BlackRock (NYSE: BLK), the world’s largest asset manager, said its iShares unit, the world’s largest issuer of exchange traded funds, will launch its first smart beta fixed income ETF on Thursday Feb. 26.
The new ETF, the iShares U.S. Fixed Income Balanced Risk ETF (BATS: INC), will be actively managed. The fund seeks to balance interest rate risk and credit risk, the two primary drivers of bond returns. The fund will invest in a diversified portfolio of corporate bonds, U.S. Treasuries, and mortgage-backed securities, with each sector selected based on its historical risk vs. return efficiency. The fund also uses U.S. Treasuries and U.S. Treasury futures contracts to manage the overall interest rate risk of the portfolio. This balanced approach to income generation may help deliver income as well as higher risk adjusted returns relative to that of the traditional market cap weighted bond benchmarks, according to a statement issued by BlackRock.
Though often derided because of moniker critics love to assail, the growth of smart or strategic beta ETFs has been jaw-dropping in recent years. As of late January, there nearly 600 smart beta ETFs listed around the world with over $330 billion in assets. Asset growth for such products stands at double the ETF industry average. [Smart Beta ETFs Continue Gaining Traction]
BlackRock’s iShares is a major player in the equity-based smart ETF space with well-known funds, such as the iShares MSCI USA Minimum Volatility ETF (NYSEArca: USMV), iShares MSCI Emerging Markets Minimum Volatility ETF (NYSEArca: EEMV), iShares MSCI USA Quality Factor ETF (NYSEArca: QUAL) and the iShares MSCI USA Momentum Factor ETF (NYSEArca: MTUM).
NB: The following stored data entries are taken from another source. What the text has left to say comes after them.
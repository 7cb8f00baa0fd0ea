//! Strider Common Library
//!
//! Shared constants, configuration loading and data types for the Strider
//! legged-robot control workspace.
//!
//! # Module Structure
//!
//! - [`consts`] - System-wide limits and controller defaults
//! - [`config`] - TOML loading trait, shared config section, config errors
//! - [`robot`] - Robot configuration, joint/IMU state, safety and telemetry types
//! - [`prelude`] - Common re-exports for convenience

pub mod config;
pub mod consts;
pub mod prelude;
pub mod robot;
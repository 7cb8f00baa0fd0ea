//! Per-joint control loop: PID position control with velocity interlock,
//! thermal derating and actuator torque clamping.
//!
//! ## Step (`update(dt)`)
//! 1. `error = target − measured_position`
//! 2. PID step ([`pid_compute`])
//! 3. Velocity interlock: `|velocity| > max_velocity` → torque = 0
//! 4. Thermal derate: `temperature > 0.9·max_temperature` → torque × 0.5
//! 5. Actuator clamps to its own ceiling and applies
//!
//! The measured state is pushed in by the scheduler via [`JointControlLoop::observe`]
//! before each step; the applied torque is written back into it.

use std::sync::Mutex;
use std::time::Duration;

use strider_common::config::ConfigError;
use strider_common::consts::{THERMAL_DERATE_FACTOR, THERMAL_DERATE_THRESHOLD};
use strider_common::robot::config::JointConfig;
use strider_common::robot::state::{JointFault, JointState};
use tracing::{debug, info, warn};

use super::pid::{PidGains, PidState, pid_compute};
use crate::actuator::ActuatorModel;
use crate::clock::SharedClock;
use crate::error::ControlError;
use crate::sync::lock;

/// Mutable controller state, owned by one [`JointControlLoop`].
#[derive(Debug, Clone, Copy, Default, PartialEq)]
pub struct ControllerRuntime {
    /// [rad], always within the joint bounds.
    pub target_position: f64,
    /// [rad/s], carried for the host; not used by the position loop.
    pub target_velocity: f64,
    pub pid: PidState,
    pub enabled: bool,
}

/// Result of one control step.
#[derive(Debug, Clone, Copy, PartialEq)]
pub struct ControlOutput {
    /// Tracking error [rad].
    pub error: f64,
    /// Unshaped PID output [N·m].
    pub raw_torque: f64,
    /// Torque after interlock and derating [N·m].
    pub commanded_torque: f64,
    /// Torque the actuator applied after its own clamp [N·m].
    pub applied_torque: f64,
    pub velocity_interlock: bool,
    pub thermal_derate: bool,
}

#[derive(Debug)]
pub struct JointControlLoop {
    config: JointConfig,
    gains: PidGains,
    actuator: ActuatorModel,
    runtime: Mutex<ControllerRuntime>,
    state: Mutex<JointState>,
}

impl JointControlLoop {
    /// Build a disabled controller. Malformed gains or bounds fail here.
    pub fn new(config: JointConfig, clock: SharedClock) -> Result<Self, ConfigError> {
        config.validate()?;

        let actuator = ActuatorModel::new(
            &format!("{}_actuator", config.name),
            config.max_torque,
            config.gear_ratio,
            config.efficiency,
            Duration::from_micros(config.actuator_settle_us),
            clock.clone(),
        );
        let gains = PidGains {
            kp: config.kp,
            ki: config.ki,
            kd: config.kd,
        };
        let runtime = ControllerRuntime {
            target_position: 0.0_f64.clamp(config.min_position, config.max_position),
            ..ControllerRuntime::default()
        };

        Ok(Self {
            gains,
            actuator,
            runtime: Mutex::new(runtime),
            state: Mutex::new(JointState::at_rest(clock.now())),
            config,
        })
    }

    pub fn name(&self) -> &str {
        &self.config.name
    }

    pub fn config(&self) -> &JointConfig {
        &self.config
    }

    pub fn actuator(&self) -> &ActuatorModel {
        &self.actuator
    }

    /// Enable the controller. Idempotent.
    pub fn enable(&self) {
        let mut rt = lock(&self.runtime);
        if !rt.enabled {
            rt.enabled = true;
            info!("Joint controller '{}' initialized", self.config.name);
        }
    }

    /// Disable the controller: zero the actuator and clear PID memory.
    pub fn disable(&self) {
        {
            let mut rt = lock(&self.runtime);
            rt.enabled = false;
            rt.pid.reset();
        }
        let applied = self.actuator.set_torque(0.0);
        lock(&self.state).torque = applied;
        debug!("Joint controller '{}' disabled", self.config.name);
    }

    pub fn is_enabled(&self) -> bool {
        lock(&self.runtime).enabled
    }

    /// Clamp `position` into `[min_position, max_position]` and store it as
    /// the target. Returns the stored target. NaN is ignored.
    pub fn set_target_position(&self, position: f64) -> f64 {
        let mut rt = lock(&self.runtime);
        if position.is_nan() {
            warn!("Joint '{}': ignoring NaN target", self.config.name);
            return rt.target_position;
        }
        let clamped = position.clamp(self.config.min_position, self.config.max_position);
        if clamped != position {
            debug!(
                "Joint '{}': target {position:.4} clamped to {clamped:.4}",
                self.config.name
            );
        }
        rt.target_position = clamped;
        clamped
    }

    pub fn set_target_velocity(&self, velocity: f64) {
        if velocity.is_finite() {
            lock(&self.runtime).target_velocity = velocity;
        }
    }

    pub fn target_position(&self) -> f64 {
        lock(&self.runtime).target_position
    }

    /// Snapshot of the controller runtime.
    pub fn runtime(&self) -> ControllerRuntime {
        *lock(&self.runtime)
    }

    /// Ingest the measured joint state for the next step. The timestamp
    /// never moves backwards.
    pub fn observe(&self, measured: JointState) {
        let mut state = lock(&self.state);
        let timestamp = measured.timestamp.max(state.timestamp);
        *state = JointState {
            timestamp,
            ..measured
        };
    }

    /// Latest measured state (with the applied torque of the last step).
    pub fn state(&self) -> JointState {
        *lock(&self.state)
    }

    /// Run one control step.
    ///
    /// Returns `Ok(None)` when disabled (no-op) and
    /// `Err(ControlError::InvalidTimestep)` for `dt <= 0` or non-finite `dt`,
    /// leaving all state untouched.
    pub fn update(&self, dt: f64) -> Result<Option<ControlOutput>, ControlError> {
        if !(dt > 0.0 && dt.is_finite()) {
            return Err(ControlError::InvalidTimestep(dt));
        }

        let measured = self.state();
        let (error, raw_torque) = {
            let mut rt = lock(&self.runtime);
            if !rt.enabled {
                return Ok(None);
            }
            let error = rt.target_position - measured.position;
            (error, pid_compute(&mut rt.pid, &self.gains, error, dt))
        };

        let (commanded_torque, velocity_interlock, thermal_derate) =
            shape_torque(raw_torque, &measured, &self.config);
        let applied_torque = self.actuator.set_torque(commanded_torque);
        lock(&self.state).torque = applied_torque;

        Ok(Some(ControlOutput {
            error,
            raw_torque,
            commanded_torque,
            applied_torque,
            velocity_interlock,
            thermal_derate,
        }))
    }

    /// Limit violations of the current measured state.
    pub fn faults(&self) -> JointFault {
        joint_faults(&self.state(), &self.config)
    }

    /// Pure safety predicate: temperature below max, |velocity| below max,
    /// position within bounds.
    pub fn is_safe(&self) -> bool {
        self.faults().is_empty()
    }
}

/// Apply the velocity interlock and thermal derating to a raw PID torque.
///
/// Returns `(torque, interlock_engaged, derated)`.
#[inline]
pub fn shape_torque(raw: f64, measured: &JointState, config: &JointConfig) -> (f64, bool, bool) {
    let mut torque = raw;

    let interlock = measured.velocity.abs() > config.max_velocity;
    if interlock {
        torque = 0.0;
    }

    let derate = measured.temperature > config.max_temperature * THERMAL_DERATE_THRESHOLD;
    if derate {
        torque *= THERMAL_DERATE_FACTOR;
    }

    (torque, interlock, derate)
}

/// Evaluate joint limits. NaN readings count as violations.
pub fn joint_faults(state: &JointState, config: &JointConfig) -> JointFault {
    let mut faults = JointFault::empty();
    if !(state.temperature < config.max_temperature) {
        faults |= JointFault::OVER_TEMPERATURE;
    }
    if !(state.velocity.abs() < config.max_velocity) {
        faults |= JointFault::OVER_VELOCITY;
    }
    if !(state.position >= config.min_position && state.position <= config.max_position) {
        faults |= JointFault::OUT_OF_BOUNDS;
    }
    faults
}

// ─── Tests ──────────────────────────────────────────────────────────
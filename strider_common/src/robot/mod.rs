//! Robot-level shared types.
//!
//! - [`config`]: robot, joint, IMU and loop configuration with validation
//! - [`state`]: joint state, safety latch state, fault flags
//! - [`imu`]: quaternion and IMU sample
//! - [`telemetry`]: periodic status snapshot

pub mod config;
pub mod imu;
pub mod state;
pub mod telemetry;
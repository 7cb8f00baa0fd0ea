//! # Strider Control Unit Library
//!
//! Fixed-rate control core for a multi-joint legged robot. Each cycle reads
//! the simulated joint sensors and IMUs, folds the samples into a scalar
//! balance estimate, runs one PID step per joint, drives the actuators and
//! evaluates a latching safety monitor.
//!
//! ## Cycle
//!
//! ```text
//! Scheduler ─► sensors.read ─► fusion.update ─► controller.update ─► actuator
//!     ▲                                                                 │
//!     └────────────── wait(period − processing) ◄── safety.check ◄──────┘
//! ```
//!
//! ## Time
//!
//! Every component reads time through a shared [`clock::Clock`]. Production
//! runs use [`clock::SystemClock`]; tests and benches use
//! [`clock::ManualClock`], where waits advance simulated time instantly.

pub mod actuator;
pub mod clock;
pub mod control;
pub mod error;
pub mod fusion;
pub mod robot;
pub mod rt;
pub mod safety;
pub mod scheduler;
pub mod sensor;
pub mod transport;

mod sync;
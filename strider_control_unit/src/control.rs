//! Control engine root.
//!
//! Per-joint position control: PID step plus the velocity interlock and
//! thermal derating stage in front of the actuator.

pub mod joint_loop;
pub mod pid;
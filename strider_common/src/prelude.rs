//! Common re-exports: `use strider_common::prelude::*;`

// ─── Configuration ──────────────────────────────────────────────────
pub use crate::config::{ConfigError, ConfigLoader, LogLevel, SharedConfig};
pub use crate::robot::config::{
    ControlConfig, FusionConfig, ImuConfig, JointConfig, RobotConfig, RtConfig, SimulationConfig,
};

// ─── Runtime Types ──────────────────────────────────────────────────
pub use crate::robot::imu::{ImuSample, Quaternion, Vector3};
pub use crate::robot::state::{JointFault, JointState, SafetyState, TripCause};
pub use crate::robot::telemetry::{JointPosition, SafetyStatus, TelemetrySnapshot};

// ─── System Constants ───────────────────────────────────────────────
pub use crate::consts::{DEFAULT_FREQUENCY_HZ, MAX_IMUS, MAX_JOINTS};
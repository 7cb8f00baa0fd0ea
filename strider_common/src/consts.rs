//! System-wide constants for the Strider workspace.
//!
//! Single source of truth for numeric limits and controller defaults.

use static_assertions::const_assert;

/// Maximum number of joints a robot configuration may declare.
pub const MAX_JOINTS: usize = 32;

/// Maximum number of IMUs a robot configuration may declare.
pub const MAX_IMUS: usize = 8;

/// Maximum number of joints reported in one telemetry snapshot.
pub const MAX_TELEMETRY_JOINTS: usize = 8;

/// Default control loop frequency [Hz].
pub const DEFAULT_FREQUENCY_HZ: f64 = 200.0;

/// Accepted control loop frequency range [Hz].
pub const FREQUENCY_HZ_MIN: f64 = 1.0;
pub const FREQUENCY_HZ_MAX: f64 = 10_000.0;

/// Minimum interval between telemetry snapshots [s].
pub const DEFAULT_TELEMETRY_INTERVAL_S: f64 = 1.0;

/// Longest accepted telemetry interval [s].
pub const TELEMETRY_INTERVAL_S_MAX: f64 = 86_400.0;

/// Fraction of `max_temperature` above which torque is derated.
pub const THERMAL_DERATE_THRESHOLD: f64 = 0.9;

/// Torque multiplier applied while thermally derated.
pub const THERMAL_DERATE_FACTOR: f64 = 0.5;

/// Ambient temperature a joint starts at [°C].
pub const AMBIENT_TEMPERATURE_C: f64 = 25.0;

/// Standard gravity [m/s²].
pub const GRAVITY: f64 = 9.81;

/// Default balance fusion weight of a hip joint position sample.
pub const DEFAULT_HIP_WEIGHT: f64 = 0.3;

/// Default balance fusion weight of an IMU roll sample.
pub const DEFAULT_IMU_WEIGHT: f64 = 0.2;

/// Default phase increment of the deterministic noise sequence [rad].
pub const DEFAULT_NOISE_PHASE_STEP: f64 = 0.1;

/// Default IMU orientation integration step [s].
pub const DEFAULT_IMU_INTEGRATION_STEP_S: f64 = 0.01;

/// Default actuator settling delay [µs].
pub const DEFAULT_ACTUATOR_SETTLE_US: u64 = 500;

/// Default SCHED_FIFO priority of the control thread.
pub const DEFAULT_RT_PRIORITY: i32 = 80;

/// Accepted SCHED_FIFO priority range.
pub const RT_PRIORITY_MIN: i32 = 1;
pub const RT_PRIORITY_MAX: i32 = 99;

/// Stack prefaulted before the loop starts [KiB].
pub const DEFAULT_STACK_PREFAULT_KIB: usize = 256;

/// Largest accepted stack prefault [KiB]; the main thread stack is 8 MiB.
pub const MAX_STACK_PREFAULT_KIB: usize = 4096;

/// Tolerance for unit-quaternion checks.
pub const QUATERNION_NORM_TOLERANCE: f64 = 1e-9;

const_assert!(MAX_TELEMETRY_JOINTS <= MAX_JOINTS);
const_assert!(MAX_IMUS <= MAX_JOINTS);
const_assert!(RT_PRIORITY_MIN <= DEFAULT_RT_PRIORITY && DEFAULT_RT_PRIORITY <= RT_PRIORITY_MAX);
const_assert!(DEFAULT_STACK_PREFAULT_KIB <= MAX_STACK_PREFAULT_KIB);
In May 2014, BlackRock said it was mulling the introduction of smart beta fixed income ETFs. Last year, Russell Investments published a survey showing institutional investors plan to ratchet up use of smart beta ETFs.
Of institutional investors surveyed by Russell with more than $100 billion in assets, 88% “have evaluated smart beta or plan to do so in the next 18 months; 77% of respondents with assets between $1 billion and $10 billion, and 50% of those with assets under $1 billion responded similarly,” said Russell. [Smart Beta Usage on the Rise]
“We are excited to launch iShares U.S. Fixed Income Balanced Risk ETF to address investors’ need for income and their concern about rising interest rates. This ETF offers investors a new option for core fixed income portfolios in a low cost, transparent, ETF structure that can be paired with market cap weighted strategies to help increase diversification and potentially increase income,” said Matt Tucker, head of fixed income investment strategy at BlackRock, in the statement.